Bernard Guy Georges Cazeneuve (; born 2 June 1963) is a French politician and lawyer who served as Prime Minister of France from 6 December 2016 to 15 May 2017. A member of the Socialist Party, he represented Manche’s 5th constituency in the National Assembly from 1997 to 2002 and again from 2007 to 2012. On 4 May 2022, following the Socialist Party's electoral coalition agreement with the leftist La France Insoumise, he left the Socialist Party because he felt La France Insoumise did not match the values and morals of the Socialist Party.

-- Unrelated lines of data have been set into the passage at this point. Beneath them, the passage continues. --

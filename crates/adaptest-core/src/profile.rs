//! Topic tallies, mastery profiles, and weak-topic detection.

use indexmap::IndexMap;
use serde::{Deserialize, Serialize};

use crate::model::TopicProfile;

/// Topics with mastery strictly below this value are weak.
pub const WEAK_TOPIC_THRESHOLD: f64 = 0.5;

/// Correct/total answer counts for one topic.
#[derive(Debug, Clone, Copy, Default, PartialEq, Eq, Serialize, Deserialize)]
pub struct TopicTally {
    pub correct: u32,
    pub total: u32,
}

impl TopicTally {
    pub fn new(correct: u32, total: u32) -> Self {
        Self { correct, total }
    }

    pub fn record(&mut self, correct: bool) {
        self.total += 1;
        if correct {
            self.correct += 1;
        }
    }

    /// `clamp(correct / max(total, 1), 0, 1)`.
    pub fn mastery(&self) -> f64 {
        (self.correct as f64 / self.total.max(1) as f64).clamp(0.0, 1.0)
    }
}

/// Tallies keyed by topic, in first-encountered order.
pub type TopicTallies = IndexMap<String, TopicTally>;

/// Convert per-topic tallies into a normalized mastery profile.
pub fn build_topic_profile(tallies: &TopicTallies) -> TopicProfile {
    tallies
        .iter()
        .map(|(topic, tally)| (topic.clone(), tally.mastery()))
        .collect()
}

pub fn is_weak(mastery: f64) -> bool {
    mastery < WEAK_TOPIC_THRESHOLD
}

/// Weak topics of a mastery profile, preserving profile order.
///
/// This is the single weak-topic computation: attempt scoring, session
/// storage and level records all go through it.
pub fn weak_topics(profile: &TopicProfile) -> Vec<String> {
    profile
        .iter()
        .filter(|(_, &mastery)| is_weak(mastery))
        .map(|(topic, _)| topic.clone())
        .collect()
}
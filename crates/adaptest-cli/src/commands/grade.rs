//! The `adaptest grade` command.
//!
//! Runs one placement through the engine over in-memory stores: open a
//! session, score the answer sheet, finalize, and print the level and the
//! resulting recommendation set.

use std::path::{Path, PathBuf};
use std::sync::Arc;

use anyhow::{Context, Result};
use serde::Serialize;

use adaptest_core::bank::{find_assessment, materialize_assessment, QuestionBank};
use adaptest_core::engine::AssessmentEngine;
use adaptest_core::level::top_level;
use adaptest_core::model::{
    AssessmentDefinition, AttemptResult, GradeBand, Lesson, RecommendationSet, SubmittedAnswer,
};
use adaptest_core::parser::{parse_bank, BankFile};
use adaptest_core::profile::is_weak;
use adaptest_core::session::RegistrationPayload;
use adaptest_core::traits::{SystemClock, UuidGenerator};
use adaptest_store::{load_config_from, MemoryStores};

const CLI_SUBJECT: &str = "cli";

#[derive(Debug, Serialize)]
struct GradeReport {
    grade: GradeBand,
    attempt: AttemptResult,
    recommendations: RecommendationSet,
}

pub fn execute(
    bank_path: PathBuf,
    answers_path: PathBuf,
    grade: String,
    assessment_id: Option<String>,
    format: String,
    config_path: Option<PathBuf>,
) -> Result<()> {
    if !matches!(format.as_str(), "text" | "json") {
        anyhow::bail!("Unknown format: {format}");
    }
    let config = load_config_from(config_path.as_deref())?;
    let grade: GradeBand = grade.parse()?;

    let bank = parse_bank(&bank_path)?;
    let questions = bank.question_bank();
    let definition = resolve_assessment(
        &bank,
        &questions,
        grade,
        assessment_id.as_deref(),
        config.placement_question_limit,
    )?;
    let answers = load_answers(&answers_path)?;

    let stores = MemoryStores::new();
    let engine = AssessmentEngine::new(
        stores.engine_stores(Arc::new(SystemClock), Arc::new(UuidGenerator)),
        config.engine_config(),
    );

    let session_id = engine.start_placement(grade, RegistrationPayload::new(Vec::new()))?;
    let attempt = engine.submit_placement(&session_id, &definition, &questions, &answers)?;
    let registration = engine.complete_registration(&session_id, CLI_SUBJECT, &bank.lessons)?;

    let report = GradeReport {
        grade,
        attempt,
        recommendations: registration.recommendations,
    };

    match format.as_str() {
        "json" => println!("{}", serde_json::to_string_pretty(&report)?),
        _ => print_text(&definition, &report, &bank.lessons),
    }

    Ok(())
}

fn resolve_assessment(
    bank: &BankFile,
    questions: &QuestionBank,
    grade: GradeBand,
    assessment_id: Option<&str>,
    limit: usize,
) -> Result<AssessmentDefinition> {
    if let Some(id) = assessment_id {
        return bank
            .assessments
            .iter()
            .find(|d| d.id == id)
            .cloned()
            .with_context(|| format!("assessment not found in bank '{}': {id}", bank.id));
    }

    match find_assessment(&bank.assessments, grade) {
        Some(definition) => Ok(definition.clone()),
        None => {
            tracing::info!("no assessment for grade {grade} in '{}', building one", bank.id);
            Ok(materialize_assessment(questions, grade, limit)?)
        }
    }
}

fn load_answers(path: &Path) -> Result<Vec<SubmittedAnswer>> {
    let content = std::fs::read_to_string(path)
        .with_context(|| format!("failed to read answers: {}", path.display()))?;
    serde_json::from_str(&content)
        .with_context(|| format!("failed to parse answers: {}", path.display()))
}

fn print_text(definition: &AssessmentDefinition, report: &GradeReport, lessons: &[Lesson]) {
    use comfy_table::{Cell, Table};

    let attempt = &report.attempt;
    println!(
        "Assessment: {} ({} items, {} answered)",
        definition.id,
        definition.items.len(),
        attempt.items.len()
    );
    println!("Score: {:.1}%", attempt.total_score_percent);
    if let Some(level) = attempt.level_estimate {
        println!(
            "Level: {level} of {} (grade {})",
            top_level(report.grade),
            report.grade
        );
    }

    if !attempt.topics_profile.is_empty() {
        let mut table = Table::new();
        table.set_header(vec!["Topic", "Mastery", "Status"]);
        for (topic, mastery) in &attempt.topics_profile {
            table.add_row(vec![
                Cell::new(topic),
                Cell::new(format!("{:.0}%", mastery * 100.0)),
                Cell::new(if is_weak(*mastery) { "weak" } else { "ok" }),
            ]);
        }
        println!("\n{table}");
    }

    if attempt.weak_topics.is_empty() {
        println!("\nWeak topics: none");
    } else {
        println!("\nWeak topics: {}", attempt.weak_topics.join(", "));
    }

    let recommendations = &report.recommendations;
    if recommendations.content_ids.is_empty() {
        println!("No lessons available to recommend.");
    } else {
        println!("Recommended lessons:");
        for (i, id) in recommendations.content_ids.iter().enumerate() {
            let title = lessons
                .iter()
                .find(|l| &l.id == id)
                .map(|l| l.title.as_str())
                .unwrap_or_default();
            println!("  {}. {id}  {title}", i + 1);
        }
    }
    println!("{}", recommendations.rationale);
}
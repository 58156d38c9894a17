pub mod grade;
pub mod init;
pub mod retest;
pub mod validate;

He was Mayor of Cherbourg-Octeville from 2001 to 2012. In 2012, he was appointed Minister delegate for European Affairs in the Ayrault government. A year later, Cazeneuve was named Minister delegate for the Budget after the resignation of Jérôme Cahuzac. In 2014, he was appointed Minister of the Interior in the First Valls government, a role he retained with the formation of the Second Valls government. In 2016, Cazeneuve was appointed Prime Minister by President François Hollande, after Manuel Valls resigned to concentrate on his candidacy for the 2017 presidential election. Following the election of Emmanuel Macron as President of the French Republic, Cazeneuve resigned from office and returned to private practice.

Education and private career
Bernard Cazeneuve was born on 2 June 1963 in Senlis, Oise. His father was the head of the Socialist Party in Oise, which gave him the opportunity to attend a meeting with François Mitterrand. During his studies at the Institut d'études politiques de Bordeaux, he led the Young Radicals of the Left movement in the Gironde department. After graduating from the IEP de Bordeaux, he joined the Socialist Party.

Cazeneuve began his career as a legal adviser in Groupe Banque Populaire, before starting in politics. In 1991, he became a councillor in the cabinet of Thierry de Beaucé, Secretary of State for International Cultural Relations, then in 1992, Principal Private Secretary for Secretary of State for Foreign Affairs Alain Vivien. In 1993, he was appointed Principal Private Secretary in the cabinet of Charles Josselin, Secretary of State for the Sea. That same year, he was named Secretary General of the Council on Boating and Nautical Sports.

Early political career

Member of the National Assembly for Manche

First term (1997–2002)
Rising in the Socialist Party, Cazeneuve moved in 1994 to Octeville in Manche department to put an end to local divisions in party politics, which had led to a loss of the mayor's office in 1989. That same year, he was elected General Councillor. He held the position in the Manche department from 1994 to 1998. He was later elected mayor of Octeville where he served from 1995 to 2000. In 1997, he was elected to the National Assembly representing the 5th constituency of Manche, campaigning on the issue of a "Greater Cherbourg", which would combine the six communes of the Cherbourg urban agglomeration. This issue went to referendum; it led to the combination of two communes, Cherbourg and Octeville.

Second term (2007–2012)
In 2007, Cazeneuve represented the Socialist Party in the legislative election for the 5th Constituency of Manche, defeating UMP candidate Jean Lemière with 58.96% of the vote. After this victory he resigned from his position with the Regional Council of Lower Normandy. Then, facing divided opposition from the right in the 2008 municipal elections, he retained his position as mayor of Cherbourg-Octeville. In his second term as mayor, he campaigned to promote the maritime character of the city, organising a nautical festival that featured an international sailing competition. He also focused on urban renewal of the Bassins and Provinces quarters of Cherbourg-Octeville, bringing together commercial and cultural projects.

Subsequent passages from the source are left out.